When a person solves a difficult problem involving many different factors, they make a tradeoff without even realizing it. If we spend too little time solving the problem, we end up with a solution that just isn’t good enough. However, if we spend too much time solving the problem, we’ll get a great solution, but it’ll take way too long. In other words, when we solve complex problems, we unknowingly but effectively answer the following question:

When should we stop thinking about a problem and just start acting on the best solution that we’ve come up with so far?

Let’s consider an example. Suppose Sally is coming up with the best way to drive from her house to a ski resort. Take a look at a few options. Which one should she prefer?

1. Should she think for a long time (30 minutes) to get a great route that takes 35 minutes?
2. Should she think for almost no time at all (1 second) to get a terrible route that takes 2 hours?
3. Should she think for a decent amount of time (2 minutes) to get a decent route that takes 40 minutes?

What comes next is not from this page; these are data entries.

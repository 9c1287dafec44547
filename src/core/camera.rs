//! Camera state shared by gestures, zoom controls and inertia playback.
//!
//! `offset` is the map point shown at the viewport centre and `zoom` is a
//! percentage (100 = fitted). Screen coordinates are relative to the viewport
//! centre and already divided by the pixels-per-map-unit ratio, so
//! `screen = (map - offset) * zoom / 100`.

use crate::core::constants::{DEFAULT_ZOOM, DEFAULT_ZOOM_LEVELS, SCALE_BAR_STEPS};
use crate::core::geo::Point;
use crate::{MapError, Result};
use serde::{Deserialize, Serialize};

#[derive(Debug, Clone, Copy, PartialEq, Serialize, Deserialize)]
pub struct Camera {
    pub zoom: f64,
    pub offset: Point,
}

impl Camera {
    pub fn new(zoom: f64, offset: Point) -> Self {
        Self { zoom, offset }
    }

    /// Zoom factor (1.0 at 100%)
    pub fn scale(&self) -> f64 {
        self.zoom / 100.0
    }

    pub fn map_to_screen(&self, map: &Point) -> Point {
        map.subtract(&self.offset).multiply(self.scale())
    }

    pub fn screen_to_map(&self, screen: &Point) -> Point {
        screen.multiply(1.0 / self.scale()).add(&self.offset)
    }

    /// Translates by a screen-space delta, dragging the map along with it
    pub fn pan_by_screen(&mut self, delta: &Point) {
        self.offset = self.offset.subtract(&delta.multiply(1.0 / self.scale()));
    }

    /// Sets the zoom, keeping the map point under `anchor` fixed on screen.
    /// Without an anchor the viewport centre stays fixed.
    pub fn set_zoom(&mut self, next: f64, anchor: Option<Point>) -> Result<()> {
        if !next.is_finite() || next <= 0.0 {
            return Err(MapError::InvalidArgument(format!("zoom {}", next)));
        }
        self.zoom_about(next, anchor.unwrap_or_default());
        Ok(())
    }

    /// `next` must be positive and finite
    pub(crate) fn zoom_about(&mut self, next: f64, anchor: Point) {
        let s = (1.0 / self.zoom - 1.0 / next) * 100.0;
        self.offset = self.offset.add(&anchor.multiply(s));
        self.zoom = next;
    }

    pub fn zoom_in(&mut self, levels: &ZoomLevels, anchor: Option<Point>) {
        self.zoom_about(levels.step_in(self.zoom), anchor.unwrap_or_default());
    }

    pub fn zoom_out(&mut self, levels: &ZoomLevels, anchor: Option<Point>) {
        self.zoom_about(levels.step_out(self.zoom), anchor.unwrap_or_default());
    }

    /// Resets to the fitted view
    pub fn zoom_fit(&mut self) {
        self.offset = Point::zero();
        self.zoom = DEFAULT_ZOOM;
    }
}

impl Default for Camera {
    fn default() -> Self {
        Self::new(DEFAULT_ZOOM, Point::zero())
    }
}

/// Sorted preset zoom percentages used for stepwise zooming
#[derive(Debug, Clone, PartialEq)]
pub struct ZoomLevels {
    levels: Vec<f64>,
}

impl ZoomLevels {
    pub fn new(levels: Vec<f64>) -> Result<Self> {
        if levels.is_empty()
            || levels.iter().any(|z| !z.is_finite() || *z <= 0.0)
            || levels.windows(2).any(|w| w[0] >= w[1])
        {
            return Err(MapError::InvalidArgument(format!("zoom levels {:?}", levels)));
        }
        Ok(Self { levels })
    }

    pub fn min(&self) -> f64 {
        self.levels[0]
    }

    pub fn max(&self) -> f64 {
        self.levels[self.levels.len() - 1]
    }

    /// First level above `zoom`, or the highest level
    pub fn step_in(&self, zoom: f64) -> f64 {
        self.levels
            .iter()
            .copied()
            .find(|z| *z > zoom)
            .unwrap_or_else(|| self.max())
    }

    /// Last level below `zoom`, or the lowest level
    pub fn step_out(&self, zoom: f64) -> f64 {
        self.levels
            .iter()
            .rev()
            .copied()
            .find(|z| *z < zoom)
            .unwrap_or_else(|| self.min())
    }

    pub fn clamp(&self, zoom: f64) -> f64 {
        zoom.clamp(self.min(), self.max())
    }

    pub fn as_slice(&self) -> &[f64] {
        &self.levels
    }
}

impl Default for ZoomLevels {
    fn default() -> Self {
        Self {
            levels: DEFAULT_ZOOM_LEVELS.to_vec(),
        }
    }
}

/// Scale-bar length in map units closest to `scale_bar_px` on screen
pub fn nice_scale_length(scale_bar_px: f64, px_per_unit: f64, zoom: f64) -> f64 {
    let target = scale_bar_px / (px_per_unit * zoom / 100.0);
    SCALE_BAR_STEPS
        .iter()
        .copied()
        .fold(SCALE_BAR_STEPS[0], |best, step| {
            if (step - target).abs() < (best - target).abs() {
                step
            } else {
                best
            }
        })
}
//! Gesture controller tying pointer input, zoom controls and inertia together.
//!
//! The controller owns the camera. Pointer gestures drive it through a
//! [`PanningSession`], releases hand it over to an [`InertiaPlayback`], and
//! every explicit camera change stops a running playback before touching the
//! camera.

use crate::{
    animation::{
        inertia::Trajectory,
        playback::{CancellationToken, InertiaPlayback},
    },
    core::{
        bounds::Bounds,
        camera::{Camera, ZoomLevels},
        config::MapInteractionConfig,
        geo::Point,
    },
    input::{
        panning::{PanningSession, SessionPhase},
        pointer::PointerId,
    },
    spatial::{
        clustering::{ClusterSolution, ClusterSolver},
        distant::{self, DistantSolution},
    },
    MapError, Result,
};

#[derive(Debug)]
pub struct GestureController {
    config: MapInteractionConfig,
    levels: ZoomLevels,
    camera: Camera,
    session: Option<PanningSession>,
    playback: Option<InertiaPlayback>,
    /// Token of a playback handed to an external driver
    external: Option<CancellationToken>,
    solver: ClusterSolver,
}

impl GestureController {
    pub fn new(config: MapInteractionConfig) -> Result<Self> {
        config.validate()?;
        let levels = ZoomLevels::new(config.zoom.levels.clone())?;
        let camera = Camera::new(levels.clamp(config.zoom.default_zoom), Point::zero());
        Ok(Self {
            config,
            levels,
            camera,
            session: None,
            playback: None,
            external: None,
            solver: ClusterSolver::with_welzl(),
        })
    }

    pub fn config(&self) -> &MapInteractionConfig {
        &self.config
    }

    pub fn zoom_levels(&self) -> &ZoomLevels {
        &self.levels
    }

    pub fn camera(&self) -> Camera {
        self.camera
    }

    pub fn is_panning(&self) -> bool {
        self.session.is_some()
    }

    /// True while the controller itself drives inertia; a playback handed
    /// out by [`Self::take_playback`] is tracked by its driver
    pub fn is_animating(&self) -> bool {
        self.playback.as_ref().map_or(false, |p| !p.is_finished())
    }

    /// Tracks a new pointer, stopping any inertia once it is accepted
    pub fn pointer_down(&mut self, id: PointerId, position: Point, t: f64) -> Result<()> {
        let camera = self.camera;
        let session = self
            .session
            .get_or_insert_with(|| PanningSession::new(camera));
        if let Err(err) = session.start(id, position, t) {
            if session.pointer_count() == 0 {
                self.session = None;
            }
            return Err(err);
        }
        self.cancel_inertia();
        Ok(())
    }

    pub fn pointer_move(&mut self, id: PointerId, position: Point, t: f64) -> Result<()> {
        let session = self.session.as_mut().ok_or(MapError::UnknownPointer(id))?;
        session.move_pointer(id, position, t)?;
        self.camera = session.camera();
        Ok(())
    }

    /// Releases a pointer. Lifting the last one ends the gesture and starts
    /// inertia when the release still carries motion.
    pub fn pointer_up(&mut self, id: PointerId, t: f64) -> Result<()> {
        let session = self.session.as_mut().ok_or(MapError::UnknownPointer(id))?;
        if session.end(id, t)? == SessionPhase::Active {
            return Ok(());
        }
        if let Some(session) = self.session.take() {
            self.release(&session, t);
        }
        Ok(())
    }

    fn release(&mut self, session: &PanningSession, t: f64) {
        self.camera = session.camera();
        let mut model = session.calculate_velocity(self.config.panning.velocity_window_ms);
        if self.config.panning.remove_pinch_zoom {
            if let Some(origin) = session.pinch_origin() {
                model = model.remove_zoom(origin);
            }
        }
        if model.is_translation_only() && model.speed(0.0) <= 0.0 {
            log::debug!("gesture released without motion");
            return;
        }
        log::debug!(
            "gesture released: speed {:.3}, zoom ratio {:.4}",
            model.speed(0.0),
            model.ratio()
        );
        self.playback = Some(
            InertiaPlayback::from_release(model, t, &self.config.inertia)
                .with_zoom_range(self.levels.min(), self.levels.max()),
        );
    }

    /// Stops inertia, including a playback handed out by [`Self::take_playback`]
    pub fn cancel_inertia(&mut self) {
        if let Some(playback) = self.playback.take() {
            playback.stop();
        }
        if let Some(token) = self.external.take() {
            token.cancel();
        }
    }

    /// Hands the running playback to an external driver.
    ///
    /// The controller keeps its token, so new gestures and zoom controls
    /// still stop it. The driver reports each frame back through
    /// [`Self::sync_camera`].
    pub fn take_playback(&mut self) -> Option<InertiaPlayback> {
        let playback = self.playback.take()?;
        self.external = Some(playback.token());
        Some(playback)
    }

    /// Writes a frame from an externally driven playback. Frames arriving
    /// after that playback was cancelled are dropped.
    pub fn sync_camera(&mut self, camera: Camera) -> bool {
        match &self.external {
            Some(token) if !token.is_cancelled() => {
                self.camera = camera;
                true
            }
            _ => {
                log::trace!("dropping frame from a stopped playback");
                false
            }
        }
    }

    /// Advances inertia to `now` and returns the new camera, if any moved
    pub fn frame(&mut self, now: f64) -> Option<Camera> {
        let playback = self.playback.as_mut()?;
        match playback.tick(now) {
            Some(camera) => {
                self.camera = camera;
                Some(camera)
            }
            None => {
                self.playback = None;
                None
            }
        }
    }

    // Zoom controls are ignored while fingers are down; the session owns
    // the camera until release.

    pub fn zoom_in(&mut self, anchor: Option<Point>) {
        if self.ensure_idle("zoom in") {
            self.camera.zoom_in(&self.levels, anchor);
        }
    }

    pub fn zoom_out(&mut self, anchor: Option<Point>) {
        if self.ensure_idle("zoom out") {
            self.camera.zoom_out(&self.levels, anchor);
        }
    }

    pub fn set_zoom(&mut self, zoom: f64, anchor: Option<Point>) -> Result<()> {
        if self.ensure_idle("set zoom") {
            self.camera.set_zoom(self.levels.clamp(zoom), anchor)?;
        }
        Ok(())
    }

    pub fn zoom_fit(&mut self) {
        if self.ensure_idle("zoom fit") {
            self.camera.zoom_fit();
        }
    }

    fn ensure_idle(&mut self, operation: &str) -> bool {
        self.cancel_inertia();
        if self.session.is_some() {
            log::debug!("{} ignored during a gesture", operation);
            return false;
        }
        true
    }

    /// Map-space rectangle covered by a viewport of the given pixel size
    pub fn viewport_bounds(&self, width_px: f64, height_px: f64, px_per_unit: f64) -> Bounds {
        let units = px_per_unit * self.camera.scale();
        let half = Point::new(width_px / units / 2.0, height_px / units / 2.0);
        Bounds::new(self.camera.offset.subtract(&half), self.camera.offset.add(&half))
    }

    pub fn cluster(&self, points: &[Point], px_per_unit: f64) -> Result<ClusterSolution> {
        let merge_distance = self
            .config
            .merge_distance_in_map_units(px_per_unit, self.camera.zoom);
        self.solver
            .solve(points, merge_distance, &self.config.clustering)
    }

    pub fn distant(&self, points: &[Point], viewport: &Bounds, px_per_unit: f64) -> DistantSolution {
        let merge_distance = self
            .config
            .distant_merge_distance_in_map_units(px_per_unit, self.camera.zoom);
        distant::solve(points, viewport, merge_distance)
    }
}

#[cfg(test)]
mod tests {
    use super::*;
    use crate::spatial::distant::Region;

    fn controller() -> GestureController {
        GestureController::new(MapInteractionConfig::default()).unwrap()
    }

    /// Mouse drag of 10 px every 10 ms along x, released at `t = 50`
    fn flick(controller: &mut GestureController) {
        controller
            .pointer_down(PointerId::Mouse, Point::new(0.0, 0.0), 0.0)
            .unwrap();
        for step in 1..=5 {
            let t = step as f64 * 10.0;
            controller
                .pointer_move(PointerId::Mouse, Point::new(t, 0.0), t)
                .unwrap();
        }
        controller.pointer_up(PointerId::Mouse, 50.0).unwrap();
    }

    #[test]
    fn test_flick_starts_inertia_and_settles() {
        let mut controller = controller();
        flick(&mut controller);
        assert!(!controller.is_panning());
        assert!(controller.is_animating());
        assert_eq!(controller.camera().offset, Point::new(-50.0, 0.0));

        let mut now = 50.0;
        while controller.frame(now).is_some() {
            now += 16.0;
            assert!(now < 5000.0);
        }
        assert!(!controller.is_animating());
        let offset = controller.camera().offset;
        assert!(offset.x < -50.0);
        assert_eq!(offset.y, 0.0);
        assert_eq!(controller.camera().zoom, 100.0);
    }

    #[test]
    fn test_zoom_controls_cancel_inertia() {
        let mut controller = controller();
        flick(&mut controller);
        controller.frame(66.0);
        assert!(controller.is_animating());

        controller.zoom_in(None);
        assert!(!controller.is_animating());
        assert!(controller.frame(82.0).is_none());
        assert!(controller.camera().zoom > 100.0);
    }

    #[test]
    fn test_pointer_down_cancels_inertia() {
        let mut controller = controller();
        flick(&mut controller);
        controller
            .pointer_down(PointerId::Touch(3), Point::new(5.0, 5.0), 100.0)
            .unwrap();
        assert!(!controller.is_animating());
        assert!(controller.is_panning());
    }

    #[test]
    fn test_taken_playback_is_stopped_by_new_gesture() {
        let mut controller = controller();
        flick(&mut controller);
        let mut playback = controller.take_playback().unwrap();
        let frame = playback.tick(66.0).unwrap();
        assert!(controller.sync_camera(frame));
        assert_eq!(controller.camera(), frame);

        controller
            .pointer_down(PointerId::Touch(1), Point::zero(), 70.0)
            .unwrap();
        assert!(playback.is_cancelled());
        assert!(playback.tick(82.0).is_none());
        assert!(!controller.sync_camera(Camera::default()));
        assert_eq!(controller.camera(), frame);
    }

    #[test]
    fn test_taken_playback_is_stopped_by_zoom() {
        let mut controller = controller();
        flick(&mut controller);
        let playback = controller.take_playback().unwrap();
        controller.zoom_in(None);
        assert!(playback.is_cancelled());
        assert!(controller.camera().zoom > 100.0);
    }

    #[test]
    fn test_release_without_motion_has_no_inertia() {
        let mut controller = controller();
        controller
            .pointer_down(PointerId::Mouse, Point::new(3.0, 3.0), 0.0)
            .unwrap();
        controller.pointer_up(PointerId::Mouse, 200.0).unwrap();
        assert!(!controller.is_animating());
        assert!(controller.frame(216.0).is_none());
    }

    #[test]
    fn test_unknown_pointer_is_rejected() {
        let mut controller = controller();
        let err = controller
            .pointer_move(PointerId::Touch(9), Point::zero(), 0.0)
            .unwrap_err();
        assert!(matches!(err, MapError::UnknownPointer(PointerId::Touch(9))));
        assert!(controller.pointer_up(PointerId::Mouse, 0.0).is_err());
        assert!(!controller.is_panning());
    }

    #[test]
    fn test_zoom_ignored_while_panning() {
        let mut controller = controller();
        controller
            .pointer_down(PointerId::Mouse, Point::zero(), 0.0)
            .unwrap();
        controller.zoom_in(None);
        assert_eq!(controller.camera().zoom, 100.0);
    }

    #[test]
    fn test_set_zoom_clamps_to_levels() {
        let mut controller = controller();
        controller.set_zoom(1.0e6, None).unwrap();
        assert_eq!(controller.camera().zoom, controller.zoom_levels().max());
        assert!(controller.set_zoom(f64::NAN, None).is_err());
    }

    #[test]
    fn test_cluster_uses_pixel_distance() {
        let mut controller = controller();
        // 40 px merge distance at 10 px per unit and 100% is 4 map units
        let points = [Point::new(0.0, 0.0), Point::new(3.0, 0.0)];
        let merged = controller.cluster(&points, 10.0).unwrap();
        assert_eq!(merged.covers.len(), 1);

        controller.set_zoom(200.0, None).unwrap();
        let split = controller.cluster(&points, 10.0).unwrap();
        assert!(split.covers.is_empty());
        assert_eq!(split.remains, vec![0, 1]);
    }

    #[test]
    fn test_distant_in_viewport() {
        let controller = controller();
        let viewport = controller.viewport_bounds(200.0, 100.0, 10.0);
        assert_eq!(viewport, Bounds::from_coords(-10.0, -5.0, 10.0, 5.0));
        let points = [Point::new(0.0, 0.0), Point::new(20.0, 0.0), Point::new(0.0, -9.0)];
        let solution = controller.distant(&points, &viewport, 10.0);
        assert_eq!(solution.region(Region::Inside), &[0]);
        assert_eq!(solution.region(Region::Right), &[1]);
        assert_eq!(solution.region(Region::Top), &[2]);
    }
}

Although the first option results in the quickest route, she’d spend way too much time thinking. Similarly, while the second option requires her to think very little, she’d spend way too much driving. The third option, however, offers a nice trade-off between thinking time and driving time.

My first paper in grad school tried to answer this question for a robot: when should a robot stop thinking about its problem and start acting on the best solution that it’s come up with so far? That’s what we’ll talk about today.

Photo by Bruno /Germany on Pixabay

What do we mean by thinking?

Let’s first formalize what we mean by a robot thinking . We’re not talking about the hard problem of consciousness or the Chinese room argument for the philosophy geeks like me in the room. Instead, we’re talking about a class of algorithms called an anytime algorithm . Simply put, an anytime algorithm is just an algorithm that gradually improves a solution over time and can be interrupted at any time for that solution. For example, if we’re trying to come up with a route from the grocery story to the hospital, the anytime algorithm would continually produce routes that get better and better with more and more time. Basically, when we say a robot is thinking , what we really mean is that the robot is executing an anytime algorithm that produces solutions that improve over time.

An anytime algorithm usually has a couple nice properties. First, an anytime algorithm exhibits monotonicity : it guarantees that solution quality increases or stays the same but never gets worse over time. Next, an anytime algorithm exhibits diminishing returns : the improvement in solution quality is high at the early stages of the computation and low at later stages.

To illustrate the behavior of an anytime algorithm, take a look at this photo. In this photo, as computation time increases, solution quality increases as well. It turns out that this behavior is pretty typical of an anytime algorithm.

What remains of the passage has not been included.